Before and alongside my master studies I worked as a medical microbiology analyst as a side-job and therefore already gained lots of practical and theoretical experience on the go. However, I’ve wanted to try out teaching because I’d always received positive feedback when I presented or explained something to an audience. Therefore, this project was a perfect opportunity to further develop my didactic, presentation, and organisational skills further and receive some mentorship. In my own biomedical master curriculum there was the possibility to pursue a biomedical ‘Education’ specialization, however I preferred to pursue a research speialisation because I didn’t see myself teaching at a high school later.
I asked my mentor (a colleague at the time) if I could give some lectures for her minor course Microbiology. She was excited about the idea, and she asked me if I could give a lecture about antibiotic susceptibility testing. My mentor let me design the lectures and we met a few times to talk about the progress and feedback. I started working on the project about two months before I actually started teaching it. I could spread the work out over these months, so I only spent a few hours per week designing and preparing the lectures. My role was to design one lecture and give 2 practicals to a cohort of 20 students. In the planning stage I discussed my ideas with the more experienced lecturers. For the practicals, I made a student manual with questions and utilized a MentiMeter quiz to examine what the students learned from my lecture.
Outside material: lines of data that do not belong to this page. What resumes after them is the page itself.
//! Time functions that respect the paused tokio clock in tests.

use std::time::{Duration, SystemTime, UNIX_EPOCH};

use tokio::time::Instant;

/// Returns an `Instant` into the moment of function call.
pub fn clock_now() -> Instant {
    Instant::now()
}

/// Returns a `Duration` of time elapsed since the given moment.
pub fn clock_elapsed(since: Instant) -> Duration {
    clock_now() - since
}

/// Wall clock in ms since the unix epoch, used for contact timestamps.
pub fn unix_now_ms() -> u64 {
    SystemTime::now()
        .duration_since(UNIX_EPOCH)
        .map(|elapsed| elapsed.as_millis() as u64)
        .unwrap_or_default()
}
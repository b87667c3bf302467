use std::convert::TryInto;

use nom::bytes::complete::take;
use nom::combinator::{map, map_opt};
use nom::IResult;

use shroud_crypto::{
    PathId, PublicKey, RouterId, SecretKey, TunnelNonce, KEY_SIZE, NONCEBYTES, PATH_ID_SIZE,
    PUBLIC_KEY_LENGTH,
};

use super::FromBytes;

impl FromBytes for PublicKey {
    fn from_bytes(input: &[u8]) -> IResult<&[u8], Self> {
        map(
            map_opt(take(KEY_SIZE), |pk: &[u8]| pk.try_into().ok()),
            |pk: [u8; KEY_SIZE]| pk.into(),
        )(input)
    }
}

impl FromBytes for SecretKey {
    fn from_bytes(input: &[u8]) -> IResult<&[u8], Self> {
        map(
            map_opt(take(KEY_SIZE), |sk: &[u8]| sk.try_into().ok()),
            |sk: [u8; KEY_SIZE]| sk.into(),
        )(input)
    }
}

impl FromBytes for RouterId {
    fn from_bytes(input: &[u8]) -> IResult<&[u8], Self> {
        map(
            map_opt(take(PUBLIC_KEY_LENGTH), |id: &[u8]| id.try_into().ok()),
            RouterId,
        )(input)
    }
}

impl FromBytes for PathId {
    fn from_bytes(input: &[u8]) -> IResult<&[u8], Self> {
        map(
            map_opt(take(PATH_ID_SIZE), |id: &[u8]| id.try_into().ok()),
            PathId,
        )(input)
    }
}

impl FromBytes for TunnelNonce {
    fn from_bytes(input: &[u8]) -> IResult<&[u8], Self> {
        map(
            map_opt(take(NONCEBYTES), |nonce: &[u8]| nonce.try_into().ok()),
            TunnelNonce,
        )(input)
    }
}

#[cfg(test)]
mod tests {
    use super::*;

    #[test]
    fn public_key_parse_bytes() {
        let bytes = [42; KEY_SIZE];
        let (_rest, pk) = PublicKey::from_bytes(&bytes).unwrap();
        assert_eq!(pk.as_bytes(), &bytes as &[u8]);
    }

    #[test]
    fn router_id_parse_bytes() {
        let bytes = [7; PUBLIC_KEY_LENGTH];
        let (_rest, id) = RouterId::from_bytes(&bytes).unwrap();
        assert_eq!(id.as_bytes(), &bytes);
    }

    #[test]
    fn path_id_parse_too_short() {
        let bytes = [7; PATH_ID_SIZE - 1];
        assert!(PathId::from_bytes(&bytes).is_err());
    }
}
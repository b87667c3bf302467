//! Facade crate tying the shroud workspace together.

pub use shroud_binary_io as binary_io;
pub use shroud_core as core;
pub use shroud_crypto as crypto;
pub use shroud_packet as packet;

/// Version of the shroud crates, for startup banners.
pub fn crate_version() -> &'static str {
    env!("CARGO_PKG_VERSION")
}
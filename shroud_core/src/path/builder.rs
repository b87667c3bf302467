/*!
Building paths: hop selection, commit message assembly and the set of
paths one consumer owns.
*/

use std::collections::HashMap;
use std::sync::Arc;
use std::time::Duration;

use rand::{thread_rng, Rng};
use tokio::sync::RwLock;
use tokio::time::Instant;

use shroud_crypto::{PathId, RouterId};
use shroud_packet::link::{EncryptedFrame, HopRecord, RelayCommit, NUM_FRAMES};
use shroud_packet::rc::RouterContact;

use crate::nodedb::NodeDb;
use crate::path::{Path, PathEnv, PathEvents, PathRole, PathStatus};
use crate::profiler::Profiler;
use crate::time::clock_now;

/// Back-to-back builds are capped at this pace.
pub const MIN_BUILD_INTERVAL: Duration = Duration::from_secs(1);

/// Retries for picking one hop before the whole build fails.
const HOP_PICK_TRIES: usize = 5;

/// The set of paths one consumer (endpoint, exit session, …) owns.
pub struct PathSet {
    paths: HashMap<PathId, Path>,
    num_target: usize,
    roles: PathRole,
    pub events: Arc<dyn PathEvents>,
    last_build: Option<Instant>,
}

impl PathSet {
    pub fn new(num_target: usize, roles: PathRole, events: Arc<dyn PathEvents>) -> PathSet {
        PathSet {
            paths: HashMap::new(),
            num_target,
            roles,
            events,
            last_build: None,
        }
    }

    pub fn roles(&self) -> PathRole {
        self.roles
    }

    /// Store a path, keyed by its rx id.
    pub fn add_path(&mut self, path: Path) {
        self.paths.insert(path.rx_id(), path);
    }

    /// Find a path by either of its ids.
    pub fn get_mut_by_id(&mut self, id: &PathId) -> Option<&mut Path> {
        if self.paths.contains_key(id) {
            return self.paths.get_mut(id);
        }
        self.paths.values_mut().find(|path| path.tx_id() == *id)
    }

    pub fn get_by_id(&self, id: &PathId) -> Option<&Path> {
        self.paths
            .get(id)
            .or_else(|| self.paths.values().find(|path| path.tx_id() == *id))
    }

    /// Paths still working towards or in service.
    pub fn num_active(&self, now: Instant) -> usize {
        self.paths
            .values()
            .filter(|path| match path.status() {
                PathStatus::Building => true,
                PathStatus::Established => !path.expired(now),
                PathStatus::Timeout | PathStatus::Expired => false,
            })
            .count()
    }

    /// Established paths ready to carry traffic.
    pub fn num_ready(&self) -> usize {
        self.paths.values().filter(|path| path.is_ready()).count()
    }

    /// Whether the builder should start another build now.
    pub fn should_build_more(&self, now: Instant) -> bool {
        if self.num_active(now) >= self.num_target {
            return false;
        }
        match self.last_build {
            Some(last) => now >= last && now - last >= MIN_BUILD_INTERVAL,
            None => true,
        }
    }

    pub fn note_build_started(&mut self, now: Instant) {
        self.last_build = Some(now);
    }

    /// Tick every path's state machine.
    pub async fn tick(&mut self, now: Instant, env: &PathEnv) {
        let events = self.events.clone();
        for path in self.paths.values_mut() {
            path.tick(now, &events, env).await;
        }
    }

    /// Drop timed out and expired paths; returns the removed ids (both
    /// directions) so the owner can unindex them.
    pub fn expire(&mut self, now: Instant) -> Vec<PathId> {
        let mut removed = Vec::new();
        self.paths.retain(|_, path| {
            if path.expired(now) {
                removed.push(path.rx_id());
                removed.push(path.tx_id());
                false
            } else {
                true
            }
        });
        removed
    }

    pub fn iter(&self) -> impl Iterator<Item = &Path> {
        self.paths.values()
    }
}

/// A finished build ready to leave through the first hop.
pub struct BuildJob {
    pub path: Path,
    pub first_hop: RouterId,
    pub commit: RelayCommit,
}

/// Selects hops and assembles commit messages for one `PathSet`.
#[derive(Clone)]
pub struct Builder {
    set: Arc<RwLock<PathSet>>,
    nodedb: NodeDb,
    profiler: Profiler,
    num_hops: usize,
}

impl Builder {
    pub fn new(
        nodedb: NodeDb,
        profiler: Profiler,
        num_hops: usize,
        num_target: usize,
        roles: PathRole,
        events: Arc<dyn PathEvents>,
    ) -> Builder {
        Builder {
            set: Arc::new(RwLock::new(PathSet::new(num_target, roles, events))),
            nodedb,
            profiler,
            num_hops,
        }
    }

    pub fn set(&self) -> Arc<RwLock<PathSet>> {
        self.set.clone()
    }

    pub fn num_hops(&self) -> usize {
        self.num_hops
    }

    pub async fn should_build_more(&self, now: Instant) -> bool {
        self.set.read().await.should_build_more(now)
    }

    /** Select a full hop sequence.

    The entry hop comes from the connected-peer pool when one is offered,
    any known router otherwise; later hops are random picks retried past
    duplicates, addressless contacts and profiler-flagged peers.
    */
    pub async fn select_hops(&self, first_hop_pool: &[RouterContact]) -> Option<Vec<RouterContact>> {
        let mut hops: Vec<RouterContact> = Vec::with_capacity(self.num_hops);

        let first = if first_hop_pool.is_empty() {
            let any = self.nodedb.select_random_hop(&placeholder_contact(), 0).await?;
            any
        } else {
            let idx = thread_rng().gen_range(0..first_hop_pool.len());
            first_hop_pool[idx].clone()
        };
        hops.push(first);

        for n in 1..self.num_hops {
            let mut picked = None;
            for _ in 0..HOP_PICK_TRIES {
                let candidate = match self.nodedb.select_random_hop(&hops[n - 1], n).await {
                    Some(candidate) => candidate,
                    None => return None,
                };
                let id = candidate.router_id();
                if hops.iter().any(|hop| hop.router_id() == id) {
                    continue;
                }
                if self.profiler.is_bad(&id).await {
                    continue;
                }
                picked = Some(candidate);
                break;
            }
            match picked {
                Some(candidate) => hops.push(candidate),
                None => {
                    warn!("failed to select hop {}", n);
                    return None;
                }
            }
        }
        Some(hops)
    }

    /** Build one path: pick hops, derive per-hop secrets and seal one
    commit frame per hop, padding the rest of the message with random
    frames.
    */
    pub async fn build_one(&self, first_hop_pool: &[RouterContact]) -> Option<BuildJob> {
        let hop_contacts = self.select_hops(first_hop_pool).await?;
        let roles = self.set.read().await.roles();

        // keep the rng out of scope of any await point
        let (path, commit) = {
            let mut rng = thread_rng();
            let path = Path::new(&mut rng, hop_contacts, roles);
            let mut frames = Vec::with_capacity(NUM_FRAMES);
            let last = path.hops.len() - 1;
            for (idx, hop) in path.hops.iter().enumerate() {
                let next_hop = if idx == last {
                    hop.rc.router_id()
                } else {
                    path.hops[idx + 1].rc.router_id()
                };
                let record = HopRecord {
                    lifetime: hop.lifetime.as_millis() as u64,
                    nonce_xor: hop.nonce_xor,
                    rx_id: hop.rx_id,
                    session_key: hop.session_key,
                    tx_id: hop.tx_id,
                    next_hop,
                };
                frames.push(EncryptedFrame::seal(&mut rng, &record, &hop.rc.onion_key));
            }
            while frames.len() < NUM_FRAMES {
                frames.push(EncryptedFrame::random(&mut rng));
            }
            (path, RelayCommit { frames })
        };

        let first_hop = path.upstream();
        self.set.write().await.note_build_started(clock_now());
        Some(BuildJob {
            path,
            first_hop,
            commit,
        })
    }
}

/// Stand-in "previous hop" for the entry pick, matching nothing real.
fn placeholder_contact() -> RouterContact {
    use shroud_crypto::{PublicKey, PUBLIC_KEY_LENGTH};
    RouterContact::new(
        RouterId([0; PUBLIC_KEY_LENGTH]),
        PublicKey::from([0; 32]),
        b"none",
        0,
    )
}

#[cfg(test)]
mod tests {
    use super::*;

    use crate::nodedb::tests::make_contact;
    use crate::path::{NullPathEvents, DEFAULT_HOP_COUNT, DEFAULT_NUM_PATHS, ROLE_TRANSIT};
    use rand::thread_rng;
    use shroud_packet::rc::DEFAULT_NET_ID;

    async fn make_builder(routers: usize) -> (Builder, NodeDb) {
        let mut rng = thread_rng();
        let nodedb = NodeDb::new(DEFAULT_NET_ID);
        for _ in 0..routers {
            nodedb.insert(make_contact(&mut rng, true)).await;
        }
        let builder = Builder::new(
            nodedb.clone(),
            Profiler::new(),
            DEFAULT_HOP_COUNT,
            DEFAULT_NUM_PATHS,
            ROLE_TRANSIT,
            Arc::new(NullPathEvents),
        );
        (builder, nodedb)
    }

    #[tokio::test]
    async fn select_hops_returns_distinct_public_hops() {
        let (builder, _nodedb) = make_builder(10).await;
        let hops = builder.select_hops(&[]).await.unwrap();
        assert_eq!(hops.len(), DEFAULT_HOP_COUNT);
        for (idx, hop) in hops.iter().enumerate() {
            assert!(hop.is_public());
            for other in &hops[idx + 1..] {
                assert_ne!(hop.router_id(), other.router_id());
            }
        }
    }

    #[tokio::test]
    async fn select_hops_fails_on_small_nodedb() {
        let (builder, _nodedb) = make_builder(2).await;
        assert!(builder.select_hops(&[]).await.is_none());
    }

    #[tokio::test]
    async fn select_hops_prefers_connected_first_hop() {
        let mut rng = thread_rng();
        let (builder, _nodedb) = make_builder(10).await;
        let connected = make_contact(&mut rng, true);
        let hops = builder.select_hops(&[connected.clone()]).await.unwrap();
        assert_eq!(hops[0].router_id(), connected.router_id());
    }

    #[tokio::test]
    async fn build_one_seals_one_frame_per_hop() {
        use shroud_crypto::{SecretKey, SigningKey};
        use shroud_packet::rc::AddressInfo;

        let mut rng = thread_rng();
        let nodedb = NodeDb::new(DEFAULT_NET_ID);
        // hops whose onion secrets we keep so the frames can be opened
        let mut onion_keys = HashMap::new();
        for port in 0..10u16 {
            let identity = SigningKey::generate(&mut rng);
            let onion_secret = SecretKey::generate(&mut rng);
            let mut rc = RouterContact::new(
                RouterId::from(identity.verifying_key()),
                onion_secret.public_key(),
                DEFAULT_NET_ID,
                crate::time::unix_now_ms(),
            );
            rc.addrs.push(AddressInfo {
                key: SecretKey::generate(&mut rng).public_key(),
                ip: "198.51.100.9".parse().unwrap(),
                port: 1000 + port,
            });
            rc.sign(&identity).unwrap();
            onion_keys.insert(rc.router_id(), onion_secret);
            nodedb.insert(rc).await;
        }

        let builder = Builder::new(
            nodedb,
            Profiler::new(),
            DEFAULT_HOP_COUNT,
            DEFAULT_NUM_PATHS,
            ROLE_TRANSIT,
            Arc::new(NullPathEvents),
        );
        let job = builder.build_one(&[]).await.unwrap();

        assert_eq!(job.commit.frames.len(), NUM_FRAMES);
        assert_eq!(job.first_hop, job.path.upstream());
        assert_eq!(job.path.status(), PathStatus::Building);

        let last = job.path.hops.len() - 1;
        for (idx, hop) in job.path.hops.iter().enumerate() {
            let secret = &onion_keys[&hop.rc.router_id()];
            let record = job.commit.frames[idx].open(secret).unwrap();
            assert_eq!(record.tx_id, hop.tx_id);
            assert_eq!(record.rx_id, hop.rx_id);
            assert_eq!(record.session_key, hop.session_key);
            if idx == last {
                // the terminal hop names itself and detects that
                assert_eq!(record.next_hop, hop.rc.router_id());
            } else {
                assert_eq!(record.next_hop, job.path.hops[idx + 1].rc.router_id());
            }
            // a hop cannot open anyone else's frame
            for (other_idx, frame) in job.commit.frames.iter().enumerate() {
                if other_idx != idx {
                    assert!(frame.open(secret).is_err());
                }
            }
        }
        assert_eq!(job.path.intro.endpoint, job.path.hops[last].rc.router_id());
    }

    #[tokio::test]
    async fn should_build_more_honors_target_and_cooldown() {
        tokio::time::pause();
        let (builder, _nodedb) = make_builder(10).await;
        let now = clock_now();
        assert!(builder.should_build_more(now).await);

        builder.set().write().await.note_build_started(now);
        assert!(!builder.should_build_more(now).await);
        tokio::time::advance(MIN_BUILD_INTERVAL).await;
        assert!(builder.should_build_more(clock_now()).await);
    }

    #[tokio::test]
    async fn bad_profiled_peers_are_avoided() {
        let mut rng = thread_rng();
        let nodedb = NodeDb::new(DEFAULT_NET_ID);
        let good: Vec<_> = (0..DEFAULT_HOP_COUNT)
            .map(|_| make_contact(&mut rng, true))
            .collect();
        for rc in &good {
            nodedb.insert(rc.clone()).await;
        }
        let bad = make_contact(&mut rng, true);
        nodedb.insert(bad.clone()).await;

        let profiler = Profiler::new();
        for _ in 0..20 {
            profiler.mark_connect_timeout(&bad.router_id()).await;
        }

        let builder = Builder::new(
            nodedb,
            profiler,
            DEFAULT_HOP_COUNT,
            DEFAULT_NUM_PATHS,
            ROLE_TRANSIT,
            Arc::new(NullPathEvents),
        );
        for _ in 0..10 {
            if let Some(hops) = builder.select_hops(&[]).await {
                // the bad peer may only ever appear as the entry hop,
                // where guard policy belongs to the caller
                for hop in &hops[1..] {
                    assert_ne!(hop.router_id(), bad.router_id());
                }
            }
        }
    }
}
During this project, I learned two major things. First, I learned to think in terms of solutions instead of problems. At the beginning of the project, it was a bit overwhelming as lots of things had to be arranged before the deadlines and a few things were not working out the way I had planned it. Second, I learned that I get a lot of satisfaction from teaching. It made me proud when I noticed the students actually learned something from my lectures.